With 2005 still a wobbly newborn, it's time to turn again to that hallowed tradition: the year-in-review article. Usually an exercise in nostalgia, this year it's an exercise in celebration. Because by any standard, 2004 was quite a year for the world of indexing, and 2005 looks promising as well.
Land of the giants, it may be, but the U.S. market remained the domain of the little guy. For the sixth consecutive year, small caps trumped large caps convincingly in 2004. The small-cap Russell 2000 returned 18.6% for the year, against 9.0% for the large-cap S&P 500. The last time large caps beat small caps, Bill Clinton was still President and America Online was a hot stock.
Following the David-beats-Goliath theme, emerging markets bested developed markets in 2004 as well: according to MSCI, emerging markets returned almost 19% against just 11% for the developed world. (These results may have changed following the unimaginable tragedy of the tsunami: to donate money to the relief effort, click here: http://www.google.com/tsunami_relief.html).
Of the largest index mutual funds, the top performer as of November 11th was the Energy SPDR (XLE), which surged 47% for the year on the back of strong oil and natural gas prices.
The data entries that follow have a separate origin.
//! Reactive properties.
//!
//! A [`Property`] is a cell packaged for use as a struct field: plain
//! `value()` / `set_value()` accessors for the owner, and `state()` for
//! naming the property in a dependency list.

use std::fmt;

use super::runtime::Runtime;
use super::stateful::{Setter, Stateful};
use crate::error::Result;

/// Read access to a property, for handing out without the setter.
pub trait ReadonlyProperty<T> {
    fn value(&self) -> T;
}

/// A struct field that is reactive and stateful.
///
/// ```rust
/// use reactivity_core::{deps, reactive::{Property, Runtime}};
///
/// struct Config {
///     title_enabled: Property<bool>,
/// }
///
/// let runtime = Runtime::new();
/// let config = Config { title_enabled: Property::new(&runtime, false) };
///
/// let title = config.title_enabled.clone();
/// runtime
///     .use_effect(
///         move || println!("title enabled: {}", title.value()),
///         deps![config.title_enabled.state()],
///     )
///     .unwrap();
///
/// config.title_enabled.set_value(true).unwrap();
/// ```
pub struct Property<T>
where
    T: Clone + fmt::Debug + Send + Sync + 'static,
{
    state: Stateful<T>,
    setter: Setter<T>,
}

impl<T> Property<T>
where
    T: Clone + fmt::Debug + Send + Sync + 'static,
{
    pub fn new(runtime: &Runtime, value: T) -> Self {
        let (state, setter) = runtime.use_state(value);
        Self { state, setter }
    }

    /// The underlying cell, for dependency lists and triggers.
    pub fn state(&self) -> Stateful<T> {
        self.state.clone()
    }

    pub fn value(&self) -> T {
        self.state.get()
    }

    /// Set the value, running effects that depend on this property.
    pub fn set_value(&self, value: T) -> Result<()> {
        self.setter.set(value)
    }

    pub fn update<F>(&self, f: F) -> Result<()>
    where
        F: FnOnce(&T) -> T,
    {
        self.setter.update(f)
    }
}

impl<T> ReadonlyProperty<T> for Property<T>
where
    T: Clone + fmt::Debug + Send + Sync + 'static,
{
    fn value(&self) -> T {
        Property::value(self)
    }
}

impl<T> ReadonlyProperty<T> for Stateful<T>
where
    T: Clone + fmt::Debug + Send + Sync + 'static,
{
    fn value(&self) -> T {
        self.get()
    }
}

impl<T> Clone for Property<T>
where
    T: Clone + fmt::Debug + Send + Sync + 'static,
{
    fn clone(&self) -> Self {
        Self {
            state: self.state.clone(),
            setter: self.setter.clone(),
        }
    }
}

impl<T> fmt::Debug for Property<T>
where
    T: Clone + fmt::Debug + Send + Sync + 'static,
{
    fn fmt(&self, f: &mut fmt::Formatter<'_>) -> fmt::Result {
        f.debug_struct("Property")
            .field("value", &self.value())
            .finish()
    }
}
The Energy SPDR is followed by a handful REIT funds, which continued to surge despite an uptick in interest rates: Vanguard's REIT index led the charge with a 28% return (VGSIX).
Reflecting the continuing weakness of the U.S. dollar, a spate of iShares country funds came in with stunning performances, with iShares Austria topping out the list with a 73.10% one-year explosion.
Vanguard's 500 Index fund (VFINX) retained its top spot on the "most assets" list, with over $80 billion in assets at year-end (and well over $100 billion if you count all the different share classes of the 500 fund). Even at $80 billion, the Vanguard 500 remains not only the largest index fund, but also the largest mutual fund in the world. Hot on its heels, however, was an ETF - the S&P 500 SPDR, or SPY - which saw its asset count swell to $58 million - making it now the second largest index fund, and the fifth largest mutual fund overall.
You thought the market was flat in 2004? Not for everyone. For U.S. investors, aiming your dart away for the dollar and U.S. large caps, and toward oil and resources and small caps served you well in 2004. There were a large number of outstanding performers in terms of countries, regions, sectors and styles. And since ETFs are now practically anywhere there's an asset class (or a sub- or sub-sub-asset class), ETF outperformers abounded.
The following page shows that a cool 63 of the 128 ETFs with enough track record to have full-year returns for 2004 enjoyed a late 1990's flashback return of over 15%. Bear in mind that none of the Vanguard Sectors, nor any of the more than 35 U.S. ETFs launched in 2004, make this list. Just for fun, we show the bottom 20 as well. Even the 10th worst returner (which was the Lehman Aggregate iShare) came in at 3.49%. And the 20th lowest performer of the 128 topped what I recall as the standard bank return of 5% (good luck reaching 1% with your passbook savings these days), with large U.S. growth returning 5.68% in the form of the S&P 500 Barra Growth iShare.